■ EXERCISE MATERIALS
◇ ◇ ◇ ◇

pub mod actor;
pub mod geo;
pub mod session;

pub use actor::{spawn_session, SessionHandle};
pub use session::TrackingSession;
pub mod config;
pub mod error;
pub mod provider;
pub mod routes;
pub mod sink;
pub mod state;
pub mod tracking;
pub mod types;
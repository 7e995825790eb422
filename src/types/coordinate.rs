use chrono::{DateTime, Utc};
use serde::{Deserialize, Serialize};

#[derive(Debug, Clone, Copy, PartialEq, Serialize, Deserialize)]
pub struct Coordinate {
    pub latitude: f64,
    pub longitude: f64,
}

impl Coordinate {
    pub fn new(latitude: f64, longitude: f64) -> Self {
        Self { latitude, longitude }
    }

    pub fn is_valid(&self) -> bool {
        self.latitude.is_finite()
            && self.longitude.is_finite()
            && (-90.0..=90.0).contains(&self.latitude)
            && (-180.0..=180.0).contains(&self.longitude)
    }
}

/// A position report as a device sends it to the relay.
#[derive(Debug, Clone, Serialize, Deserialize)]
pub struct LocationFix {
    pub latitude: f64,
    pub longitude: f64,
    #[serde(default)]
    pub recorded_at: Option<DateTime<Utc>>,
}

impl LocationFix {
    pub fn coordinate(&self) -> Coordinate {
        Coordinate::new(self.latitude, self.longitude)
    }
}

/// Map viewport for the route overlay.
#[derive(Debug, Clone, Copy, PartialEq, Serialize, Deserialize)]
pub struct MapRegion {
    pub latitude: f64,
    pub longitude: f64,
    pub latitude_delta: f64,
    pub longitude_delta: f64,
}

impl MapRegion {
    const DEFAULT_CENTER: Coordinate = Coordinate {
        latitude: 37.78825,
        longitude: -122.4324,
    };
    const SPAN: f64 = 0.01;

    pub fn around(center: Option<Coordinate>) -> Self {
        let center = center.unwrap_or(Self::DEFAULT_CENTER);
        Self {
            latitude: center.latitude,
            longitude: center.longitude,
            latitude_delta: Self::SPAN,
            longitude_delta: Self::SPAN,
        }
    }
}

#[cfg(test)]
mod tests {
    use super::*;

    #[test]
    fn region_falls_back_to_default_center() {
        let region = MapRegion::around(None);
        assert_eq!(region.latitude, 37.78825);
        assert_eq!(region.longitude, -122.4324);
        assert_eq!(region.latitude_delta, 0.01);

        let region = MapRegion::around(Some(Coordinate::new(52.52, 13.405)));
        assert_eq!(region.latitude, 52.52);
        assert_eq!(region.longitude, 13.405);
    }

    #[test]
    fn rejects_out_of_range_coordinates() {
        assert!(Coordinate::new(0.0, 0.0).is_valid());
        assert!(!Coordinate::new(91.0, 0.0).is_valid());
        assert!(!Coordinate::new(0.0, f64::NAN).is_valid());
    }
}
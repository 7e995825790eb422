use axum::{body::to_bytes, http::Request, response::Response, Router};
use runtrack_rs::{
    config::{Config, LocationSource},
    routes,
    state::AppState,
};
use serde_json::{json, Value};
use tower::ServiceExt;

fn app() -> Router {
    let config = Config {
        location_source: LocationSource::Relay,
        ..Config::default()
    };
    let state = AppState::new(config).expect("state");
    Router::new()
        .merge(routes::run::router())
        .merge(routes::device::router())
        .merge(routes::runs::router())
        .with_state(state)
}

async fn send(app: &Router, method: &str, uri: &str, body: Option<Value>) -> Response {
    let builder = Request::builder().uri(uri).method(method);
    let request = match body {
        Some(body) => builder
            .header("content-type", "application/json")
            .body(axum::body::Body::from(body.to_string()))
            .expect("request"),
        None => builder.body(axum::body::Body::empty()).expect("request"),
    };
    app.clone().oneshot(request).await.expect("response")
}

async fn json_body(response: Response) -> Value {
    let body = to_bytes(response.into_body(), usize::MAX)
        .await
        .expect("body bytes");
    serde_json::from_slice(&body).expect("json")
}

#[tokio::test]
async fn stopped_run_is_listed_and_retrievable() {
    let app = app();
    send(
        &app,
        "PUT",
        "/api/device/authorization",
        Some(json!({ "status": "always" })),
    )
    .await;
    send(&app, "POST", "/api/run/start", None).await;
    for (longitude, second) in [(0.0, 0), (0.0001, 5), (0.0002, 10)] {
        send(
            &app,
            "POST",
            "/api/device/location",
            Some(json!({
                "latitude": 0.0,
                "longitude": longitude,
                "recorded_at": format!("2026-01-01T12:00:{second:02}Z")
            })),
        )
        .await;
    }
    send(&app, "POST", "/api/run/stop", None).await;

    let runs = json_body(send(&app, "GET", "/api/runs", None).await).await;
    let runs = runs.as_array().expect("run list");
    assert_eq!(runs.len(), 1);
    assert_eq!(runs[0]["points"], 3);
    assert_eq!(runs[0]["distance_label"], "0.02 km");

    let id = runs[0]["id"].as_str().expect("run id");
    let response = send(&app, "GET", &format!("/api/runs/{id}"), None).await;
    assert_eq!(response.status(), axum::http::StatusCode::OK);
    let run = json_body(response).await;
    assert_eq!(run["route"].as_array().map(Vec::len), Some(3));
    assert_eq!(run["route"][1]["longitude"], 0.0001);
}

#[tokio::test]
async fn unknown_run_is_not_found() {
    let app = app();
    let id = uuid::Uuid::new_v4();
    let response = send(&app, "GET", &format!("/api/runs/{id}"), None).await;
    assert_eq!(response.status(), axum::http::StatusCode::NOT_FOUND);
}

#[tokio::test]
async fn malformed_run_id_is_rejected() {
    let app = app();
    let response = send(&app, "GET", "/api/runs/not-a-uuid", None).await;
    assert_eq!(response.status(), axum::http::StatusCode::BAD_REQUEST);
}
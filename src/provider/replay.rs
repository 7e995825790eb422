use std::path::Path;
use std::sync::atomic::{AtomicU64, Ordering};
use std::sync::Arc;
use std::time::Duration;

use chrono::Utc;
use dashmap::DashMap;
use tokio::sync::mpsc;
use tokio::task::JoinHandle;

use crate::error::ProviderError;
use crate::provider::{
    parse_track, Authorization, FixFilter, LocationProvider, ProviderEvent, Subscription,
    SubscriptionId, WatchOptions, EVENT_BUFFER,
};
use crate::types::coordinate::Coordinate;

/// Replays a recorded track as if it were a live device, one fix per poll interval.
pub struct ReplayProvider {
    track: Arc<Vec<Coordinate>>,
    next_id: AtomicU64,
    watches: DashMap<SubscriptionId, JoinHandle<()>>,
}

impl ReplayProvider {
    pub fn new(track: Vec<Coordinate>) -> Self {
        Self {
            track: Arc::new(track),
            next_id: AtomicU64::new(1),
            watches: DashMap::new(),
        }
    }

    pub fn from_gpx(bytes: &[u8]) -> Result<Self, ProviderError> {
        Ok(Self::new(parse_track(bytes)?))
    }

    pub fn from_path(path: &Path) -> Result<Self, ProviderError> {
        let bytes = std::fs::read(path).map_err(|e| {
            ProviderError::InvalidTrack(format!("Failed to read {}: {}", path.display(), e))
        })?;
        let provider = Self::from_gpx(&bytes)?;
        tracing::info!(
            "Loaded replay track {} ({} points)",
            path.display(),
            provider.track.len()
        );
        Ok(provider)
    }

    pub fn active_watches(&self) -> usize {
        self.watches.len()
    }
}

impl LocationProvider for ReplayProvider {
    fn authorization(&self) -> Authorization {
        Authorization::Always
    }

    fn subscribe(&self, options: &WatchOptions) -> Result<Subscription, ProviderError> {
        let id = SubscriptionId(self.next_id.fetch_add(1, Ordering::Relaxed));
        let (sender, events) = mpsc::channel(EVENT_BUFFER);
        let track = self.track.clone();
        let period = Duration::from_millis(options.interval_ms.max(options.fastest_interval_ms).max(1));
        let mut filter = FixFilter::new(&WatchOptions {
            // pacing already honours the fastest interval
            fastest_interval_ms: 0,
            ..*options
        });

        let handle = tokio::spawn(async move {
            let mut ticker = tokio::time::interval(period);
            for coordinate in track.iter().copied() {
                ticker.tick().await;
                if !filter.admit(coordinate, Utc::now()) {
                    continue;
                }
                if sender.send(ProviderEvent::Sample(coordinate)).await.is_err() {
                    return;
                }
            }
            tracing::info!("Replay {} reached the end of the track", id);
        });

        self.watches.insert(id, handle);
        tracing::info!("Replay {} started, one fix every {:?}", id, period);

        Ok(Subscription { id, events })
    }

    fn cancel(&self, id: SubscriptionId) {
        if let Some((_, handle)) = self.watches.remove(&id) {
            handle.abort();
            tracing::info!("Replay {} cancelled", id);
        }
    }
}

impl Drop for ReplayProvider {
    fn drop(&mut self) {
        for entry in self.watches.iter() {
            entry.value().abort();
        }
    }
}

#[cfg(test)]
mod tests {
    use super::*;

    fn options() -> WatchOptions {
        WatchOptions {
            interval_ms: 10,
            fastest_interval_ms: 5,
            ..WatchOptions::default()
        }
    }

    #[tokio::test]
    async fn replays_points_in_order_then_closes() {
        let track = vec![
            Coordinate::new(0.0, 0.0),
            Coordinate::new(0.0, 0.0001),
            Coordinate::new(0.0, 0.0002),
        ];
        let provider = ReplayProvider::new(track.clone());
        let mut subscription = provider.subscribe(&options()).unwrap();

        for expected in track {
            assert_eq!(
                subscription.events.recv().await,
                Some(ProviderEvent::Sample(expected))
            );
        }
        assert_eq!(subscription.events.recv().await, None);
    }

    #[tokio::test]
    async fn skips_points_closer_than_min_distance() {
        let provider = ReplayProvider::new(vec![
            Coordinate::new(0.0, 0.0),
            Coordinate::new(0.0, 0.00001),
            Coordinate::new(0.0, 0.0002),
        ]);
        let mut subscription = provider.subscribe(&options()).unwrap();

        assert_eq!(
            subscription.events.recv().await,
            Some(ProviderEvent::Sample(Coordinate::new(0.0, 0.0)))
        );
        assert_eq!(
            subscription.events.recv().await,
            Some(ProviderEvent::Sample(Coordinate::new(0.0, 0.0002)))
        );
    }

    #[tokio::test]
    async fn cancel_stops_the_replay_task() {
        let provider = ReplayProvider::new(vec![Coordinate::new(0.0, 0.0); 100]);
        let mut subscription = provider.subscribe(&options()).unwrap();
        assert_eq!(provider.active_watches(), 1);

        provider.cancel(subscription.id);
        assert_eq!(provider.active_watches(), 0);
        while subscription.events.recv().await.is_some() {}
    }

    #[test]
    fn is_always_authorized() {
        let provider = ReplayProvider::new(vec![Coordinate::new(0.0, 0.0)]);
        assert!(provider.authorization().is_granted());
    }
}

◇ ◇ ◇ ◇

■ WHAT TO PRODUCE
The lines holding the string "expected" are what is needed from the material above.

■ TASK RESPONSE
        for expected in track {
                Some(ProviderEvent::Sample(expected))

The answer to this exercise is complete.